• **What you will do**: Each record should be returned exactly as it is written.

─── Material provided

//! Per-client request rate limiting
//!
//! Every client IP gets a fixed window (30 requests per 5 minutes by default).
//! The window starts with the first request and resets once it has elapsed.

use chrono::{DateTime, Duration, Utc};
use std::collections::HashMap;
use std::net::IpAddr;
use std::sync::Arc;
use tokio::sync::RwLock;

/// Requests allowed per window
pub const DEFAULT_LIMIT: u32 = 30;

/// Window length in seconds
pub const DEFAULT_PERIOD_SECS: i64 = 5 * 60;

/// Outcome of one rate limit check
#[derive(Debug, Clone, Copy, PartialEq, Eq)]
pub struct RateLimitDecision {
    /// Whether the request may proceed
    pub allowed: bool,
    /// Requests allowed per window
    pub limit: u32,
    /// Requests left in the current window
    pub remaining: u32,
    /// Seconds until the current window resets
    pub retry_after_secs: u64,
}

#[derive(Debug, Clone, Copy)]
struct Window {
    started: DateTime<Utc>,
    count: u32,
}

/// Fixed window rate limiter keyed by client IP
pub struct RequestRateLimiter {
    limit: u32,
    period: Duration,
    windows: Arc<RwLock<HashMap<IpAddr, Window>>>,
}

impl RequestRateLimiter {
    /// Create a limiter with the default limits
    pub fn new() -> Self {
        Self::with_limits(DEFAULT_LIMIT, Duration::seconds(DEFAULT_PERIOD_SECS))
    }

    /// Create a limiter allowing `limit` requests per `period`
    pub fn with_limits(limit: u32, period: Duration) -> Self {
        Self {
            limit,
            period,
            windows: Arc::new(RwLock::new(HashMap::new())),
        }
    }

    /// Count a request from `ip` and decide whether it may proceed
    pub async fn check(&self, ip: IpAddr) -> RateLimitDecision {
        self.check_at(ip, Utc::now()).await
    }

    async fn check_at(&self, ip: IpAddr, now: DateTime<Utc>) -> RateLimitDecision {
        let mut windows = self.windows.write().await;

        let window = windows.entry(ip).or_insert(Window {
            started: now,
            count: 0,
        });
        if now - window.started >= self.period {
            *window = Window {
                started: now,
                count: 0,
            };
        }

        let allowed = window.count < self.limit;
        if allowed {
            window.count += 1;
        }

        let resets_in = (window.started + self.period - now).num_seconds().max(1);
        RateLimitDecision {
            allowed,
            limit: self.limit,
            remaining: self.limit.saturating_sub(window.count),
            retry_after_secs: resets_in as u64,
        }
    }

    /// Drop expired windows (called periodically)
    pub async fn cleanup(&self) {
        self.cleanup_at(Utc::now()).await;
    }

    async fn cleanup_at(&self, now: DateTime<Utc>) {
        let mut windows = self.windows.write().await;
        windows.retain(|_, window| now - window.started < self.period);
    }

    /// Number of clients with an open window
    pub async fn tracked_clients(&self) -> usize {
        self.windows.read().await.len()
    }
}

impl Default for RequestRateLimiter {
    fn default() -> Self {
        Self::new()
    }
}

#[cfg(test)]
mod tests {
    use super::*;
    use std::str::FromStr;

    fn ip(s: &str) -> IpAddr {
        IpAddr::from_str(s).unwrap()
    }

    #[tokio::test]
    async fn test_limit_is_enforced() {
        let limiter = RequestRateLimiter::with_limits(3, Duration::minutes(5));
        let client = ip("127.0.0.1");

        for expected_remaining in [2, 1, 0] {
            let decision = limiter.check(client).await;
            assert!(decision.allowed);
            assert_eq!(decision.remaining, expected_remaining);
            assert_eq!(decision.limit, 3);
        }

        let decision = limiter.check(client).await;
        assert!(!decision.allowed);
        assert_eq!(decision.remaining, 0);
        assert!(decision.retry_after_secs > 0);
        assert!(decision.retry_after_secs <= 300);
    }

    #[tokio::test]
    async fn test_clients_are_independent() {
        let limiter = RequestRateLimiter::with_limits(1, Duration::minutes(5));

        assert!(limiter.check(ip("10.0.0.1")).await.allowed);
        assert!(!limiter.check(ip("10.0.0.1")).await.allowed);
        assert!(limiter.check(ip("10.0.0.2")).await.allowed);
    }

    #[tokio::test]
    async fn test_window_resets_after_period() {
        let limiter = RequestRateLimiter::with_limits(1, Duration::minutes(5));
        let client = ip("::1");
        let start = Utc::now();

        assert!(limiter.check_at(client, start).await.allowed);
        assert!(!limiter.check_at(client, start + Duration::minutes(4)).await.allowed);

        let decision = limiter.check_at(client, start + Duration::minutes(5)).await;
        assert!(decision.allowed);
        assert_eq!(decision.retry_after_secs, 300);
    }

    #[tokio::test]
    async fn test_cleanup_drops_expired_windows() {
        let limiter = RequestRateLimiter::new();
        let start = Utc::now();

        limiter.check_at(ip("10.0.0.1"), start).await;
        limiter.check_at(ip("10.0.0.2"), start + Duration::minutes(3)).await;
        assert_eq!(limiter.tracked_clients().await, 2);

        limiter.cleanup_at(start + Duration::minutes(6)).await;
        assert_eq!(limiter.tracked_clients().await, 1);
    }

    #[test]
    fn test_default_limits() {
        let limiter = RequestRateLimiter::default();
        assert_eq!(limiter.limit, DEFAULT_LIMIT);
        assert_eq!(limiter.period, Duration::seconds(300));
    }
}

──────

• **Task result**:
//! Per-client request rate limiting
//!
//! Every client IP gets a fixed window (30 requests per 5 minutes by default).
//! The window starts with the first request and resets once it has elapsed.

use chrono::{DateTime, Duration, Utc};
use std::collections::HashMap;
use std::net::IpAddr;
use std::sync::Arc;
use tokio::sync::RwLock;

/// Requests allowed per window
pub const DEFAULT_LIMIT: u32 = 30;

/// Window length in seconds
pub const DEFAULT_PERIOD_SECS: i64 = 5 * 60;

/// Outcome of one rate limit check
#[derive(Debug, Clone, Copy, PartialEq, Eq)]
pub struct RateLimitDecision {
    /// Whether the request may proceed
    pub allowed: bool,
    /// Requests allowed per window
    pub limit: u32,
    /// Requests left in the current window
    pub remaining: u32,
    /// Seconds until the current window resets
    pub retry_after_secs: u64,
}

#[derive(Debug, Clone, Copy)]
struct Window {
    started: DateTime<Utc>,
    count: u32,
}

/// Fixed window rate limiter keyed by client IP
pub struct RequestRateLimiter {
    limit: u32,
    period: Duration,
    windows: Arc<RwLock<HashMap<IpAddr, Window>>>,
}

impl RequestRateLimiter {
    /// Create a limiter with the default limits
    pub fn new() -> Self {
        Self::with_limits(DEFAULT_LIMIT, Duration::seconds(DEFAULT_PERIOD_SECS))
    }

    /// Create a limiter allowing `limit` requests per `period`
    pub fn with_limits(limit: u32, period: Duration) -> Self {
        Self {
            limit,
            period,
            windows: Arc::new(RwLock::new(HashMap::new())),
        }
    }

    /// Count a request from `ip` and decide whether it may proceed
    pub async fn check(&self, ip: IpAddr) -> RateLimitDecision {
        self.check_at(ip, Utc::now()).await
    }

    async fn check_at(&self, ip: IpAddr, now: DateTime<Utc>) -> RateLimitDecision {
        let mut windows = self.windows.write().await;

        let window = windows.entry(ip).or_insert(Window {
            started: now,
            count: 0,
        });
        if now - window.started >= self.period {
            *window = Window {
                started: now,
                count: 0,
            };
        }

        let allowed = window.count < self.limit;
        if allowed {
            window.count += 1;
        }

        let resets_in = (window.started + self.period - now).num_seconds().max(1);
        RateLimitDecision {
            allowed,
            limit: self.limit,
            remaining: self.limit.saturating_sub(window.count),
            retry_after_secs: resets_in as u64,
        }
    }

    /// Drop expired windows (called periodically)
    pub async fn cleanup(&self) {
        self.cleanup_at(Utc::now()).await;
    }

    async fn cleanup_at(&self, now: DateTime<Utc>) {
        let mut windows = self.windows.write().await;
        windows.retain(|_, window| now - window.started < self.period);
    }

    /// Number of clients with an open window
    pub async fn tracked_clients(&self) -> usize {
        self.windows.read().await.len()
    }
}

impl Default for RequestRateLimiter {
    fn default() -> Self {
        Self::new()
    }
}

#[cfg(test)]
mod tests {
    use super::*;
    use std::str::FromStr;

    fn ip(s: &str) -> IpAddr {
        IpAddr::from_str(s).unwrap()
    }

    #[tokio::test]
    async fn test_limit_is_enforced() {
        let limiter = RequestRateLimiter::with_limits(3, Duration::minutes(5));
        let client = ip("127.0.0.1");

        for expected_remaining in [2, 1, 0] {
            let decision = limiter.check(client).await;
            assert!(decision.allowed);
            assert_eq!(decision.remaining, expected_remaining);
            assert_eq!(decision.limit, 3);
        }

        let decision = limiter.check(client).await;
        assert!(!decision.allowed);
        assert_eq!(decision.remaining, 0);
        assert!(decision.retry_after_secs > 0);
        assert!(decision.retry_after_secs <= 300);
    }

    #[tokio::test]
    async fn test_clients_are_independent() {
        let limiter = RequestRateLimiter::with_limits(1, Duration::minutes(5));

        assert!(limiter.check(ip("10.0.0.1")).await.allowed);
        assert!(!limiter.check(ip("10.0.0.1")).await.allowed);
        assert!(limiter.check(ip("10.0.0.2")).await.allowed);
    }

    #[tokio::test]
    async fn test_window_resets_after_period() {
        let limiter = RequestRateLimiter::with_limits(1, Duration::minutes(5));
        let client = ip("::1");
        let start = Utc::now();

        assert!(limiter.check_at(client, start).await.allowed);
        assert!(!limiter.check_at(client, start + Duration::minutes(4)).await.allowed);

        let decision = limiter.check_at(client, start + Duration::minutes(5)).await;
        assert!(decision.allowed);
        assert_eq!(decision.retry_after_secs, 300);
    }

    #[tokio::test]
    async fn test_cleanup_drops_expired_windows() {
        let limiter = RequestRateLimiter::new();
        let start = Utc::now();

        limiter.check_at(ip("10.0.0.1"), start).await;
        limiter.check_at(ip("10.0.0.2"), start + Duration::minutes(3)).await;
        assert_eq!(limiter.tracked_clients().await, 2);

        limiter.cleanup_at(start + Duration::minutes(6)).await;
        assert_eq!(limiter.tracked_clients().await, 1);
    }

    #[test]
    fn test_default_limits() {
        let limiter = RequestRateLimiter::default();
        assert_eq!(limiter.limit, DEFAULT_LIMIT);
        assert_eq!(limiter.period, Duration::seconds(300));
    }
}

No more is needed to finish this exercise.